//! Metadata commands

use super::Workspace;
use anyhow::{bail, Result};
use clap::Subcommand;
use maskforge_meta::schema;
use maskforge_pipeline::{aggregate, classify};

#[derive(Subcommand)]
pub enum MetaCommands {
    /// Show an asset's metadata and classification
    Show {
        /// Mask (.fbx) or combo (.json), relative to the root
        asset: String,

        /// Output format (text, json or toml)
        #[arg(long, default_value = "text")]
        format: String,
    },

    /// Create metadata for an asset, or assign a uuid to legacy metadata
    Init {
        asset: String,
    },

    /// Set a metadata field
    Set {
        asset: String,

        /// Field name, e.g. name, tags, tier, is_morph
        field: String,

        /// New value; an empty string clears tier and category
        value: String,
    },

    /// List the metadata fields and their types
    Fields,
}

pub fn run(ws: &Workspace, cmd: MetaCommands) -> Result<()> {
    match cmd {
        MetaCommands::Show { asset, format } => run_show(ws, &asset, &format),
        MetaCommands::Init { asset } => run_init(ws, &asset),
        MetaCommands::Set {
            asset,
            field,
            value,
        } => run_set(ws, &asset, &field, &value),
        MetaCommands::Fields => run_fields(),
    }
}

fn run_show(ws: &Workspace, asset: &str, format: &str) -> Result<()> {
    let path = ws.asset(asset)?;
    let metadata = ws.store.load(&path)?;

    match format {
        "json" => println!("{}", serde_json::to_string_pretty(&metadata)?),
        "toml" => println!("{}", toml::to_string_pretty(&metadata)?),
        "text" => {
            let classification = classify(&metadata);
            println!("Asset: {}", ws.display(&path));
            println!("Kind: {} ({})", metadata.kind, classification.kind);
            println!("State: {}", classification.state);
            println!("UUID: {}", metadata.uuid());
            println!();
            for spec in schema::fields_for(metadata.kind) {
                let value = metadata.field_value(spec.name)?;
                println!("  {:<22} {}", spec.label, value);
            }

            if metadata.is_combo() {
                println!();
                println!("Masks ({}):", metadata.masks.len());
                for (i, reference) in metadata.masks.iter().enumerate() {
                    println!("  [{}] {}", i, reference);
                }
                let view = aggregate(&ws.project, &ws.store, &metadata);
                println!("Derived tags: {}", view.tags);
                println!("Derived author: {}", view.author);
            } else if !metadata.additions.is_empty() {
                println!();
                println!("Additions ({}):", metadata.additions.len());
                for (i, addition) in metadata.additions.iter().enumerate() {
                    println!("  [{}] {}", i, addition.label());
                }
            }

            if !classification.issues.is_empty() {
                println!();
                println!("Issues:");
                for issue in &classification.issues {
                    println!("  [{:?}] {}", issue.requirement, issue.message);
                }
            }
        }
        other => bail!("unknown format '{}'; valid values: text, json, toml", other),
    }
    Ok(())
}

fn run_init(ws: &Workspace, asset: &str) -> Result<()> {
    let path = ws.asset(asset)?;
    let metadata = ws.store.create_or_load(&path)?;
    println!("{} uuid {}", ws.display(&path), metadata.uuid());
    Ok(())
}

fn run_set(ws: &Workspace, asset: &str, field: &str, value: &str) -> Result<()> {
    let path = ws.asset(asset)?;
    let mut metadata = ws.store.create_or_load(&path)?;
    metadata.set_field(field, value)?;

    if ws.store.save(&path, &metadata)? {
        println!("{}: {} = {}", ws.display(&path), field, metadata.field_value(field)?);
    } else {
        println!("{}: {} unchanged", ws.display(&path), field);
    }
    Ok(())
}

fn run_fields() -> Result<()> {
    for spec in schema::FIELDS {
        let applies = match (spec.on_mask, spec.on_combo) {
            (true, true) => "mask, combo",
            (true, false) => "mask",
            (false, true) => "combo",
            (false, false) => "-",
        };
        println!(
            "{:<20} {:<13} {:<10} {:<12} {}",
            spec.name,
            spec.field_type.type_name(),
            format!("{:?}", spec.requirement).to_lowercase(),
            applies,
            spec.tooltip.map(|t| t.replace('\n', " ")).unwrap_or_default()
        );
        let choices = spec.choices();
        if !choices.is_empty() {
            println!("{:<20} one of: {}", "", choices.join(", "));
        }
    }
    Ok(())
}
==
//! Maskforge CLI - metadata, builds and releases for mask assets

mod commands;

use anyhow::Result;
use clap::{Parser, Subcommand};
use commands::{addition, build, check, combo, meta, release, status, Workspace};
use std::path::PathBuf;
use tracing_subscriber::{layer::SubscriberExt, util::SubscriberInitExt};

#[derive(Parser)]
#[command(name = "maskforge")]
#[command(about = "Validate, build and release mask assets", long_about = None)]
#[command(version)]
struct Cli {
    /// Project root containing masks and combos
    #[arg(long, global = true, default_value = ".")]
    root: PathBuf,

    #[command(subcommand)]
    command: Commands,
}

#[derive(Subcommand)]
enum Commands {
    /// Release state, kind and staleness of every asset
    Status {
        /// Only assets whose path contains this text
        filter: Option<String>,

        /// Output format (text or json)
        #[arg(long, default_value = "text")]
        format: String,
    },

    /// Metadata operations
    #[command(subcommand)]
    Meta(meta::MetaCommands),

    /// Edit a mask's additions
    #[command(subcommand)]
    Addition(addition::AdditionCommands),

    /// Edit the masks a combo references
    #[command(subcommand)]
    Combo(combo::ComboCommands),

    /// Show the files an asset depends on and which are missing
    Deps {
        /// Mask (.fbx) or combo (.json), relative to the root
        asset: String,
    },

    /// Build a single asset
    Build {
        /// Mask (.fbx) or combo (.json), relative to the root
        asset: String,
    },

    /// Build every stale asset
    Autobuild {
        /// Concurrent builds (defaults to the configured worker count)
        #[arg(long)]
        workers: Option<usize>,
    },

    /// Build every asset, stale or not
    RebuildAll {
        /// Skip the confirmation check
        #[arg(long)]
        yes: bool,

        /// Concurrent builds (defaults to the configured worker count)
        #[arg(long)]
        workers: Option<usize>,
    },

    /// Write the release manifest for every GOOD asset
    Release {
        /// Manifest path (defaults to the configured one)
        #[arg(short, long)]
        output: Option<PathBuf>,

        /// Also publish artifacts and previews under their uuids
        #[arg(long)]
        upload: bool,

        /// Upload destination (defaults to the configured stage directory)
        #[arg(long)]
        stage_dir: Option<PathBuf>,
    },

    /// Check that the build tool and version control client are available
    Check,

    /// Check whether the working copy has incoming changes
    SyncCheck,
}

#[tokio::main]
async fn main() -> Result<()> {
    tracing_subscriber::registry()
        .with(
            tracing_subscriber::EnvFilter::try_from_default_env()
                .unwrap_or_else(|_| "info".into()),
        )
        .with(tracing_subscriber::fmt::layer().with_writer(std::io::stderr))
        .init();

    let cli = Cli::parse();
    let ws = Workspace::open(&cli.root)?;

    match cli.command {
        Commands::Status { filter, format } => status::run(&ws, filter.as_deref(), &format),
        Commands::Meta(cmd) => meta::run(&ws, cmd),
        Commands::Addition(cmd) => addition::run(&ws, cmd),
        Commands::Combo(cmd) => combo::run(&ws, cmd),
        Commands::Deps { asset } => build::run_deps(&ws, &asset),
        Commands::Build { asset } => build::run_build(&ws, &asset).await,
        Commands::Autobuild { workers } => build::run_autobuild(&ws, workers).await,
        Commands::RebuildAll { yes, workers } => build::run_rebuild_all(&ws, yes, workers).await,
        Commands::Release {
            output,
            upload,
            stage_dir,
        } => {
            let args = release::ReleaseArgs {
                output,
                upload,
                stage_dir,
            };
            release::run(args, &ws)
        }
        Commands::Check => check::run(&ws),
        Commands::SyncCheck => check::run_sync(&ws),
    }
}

### REQUIREMENT
The answer must consist of every line from the entries that holds the string "spec".

### SOLUTION FOR THIS TASK
            for spec in schema::fields_for(metadata.kind) {
                let value = metadata.field_value(spec.name)?;
                println!("  {:<22} {}", spec.label, value);
    for spec in schema::FIELDS {
        let applies = match (spec.on_mask, spec.on_combo) {
            spec.name,
            spec.field_type.type_name(),
            format!("{:?}", spec.requirement).to_lowercase(),
            spec.tooltip.map(|t| t.replace('\n', " ")).unwrap_or_default()
        let choices = spec.choices();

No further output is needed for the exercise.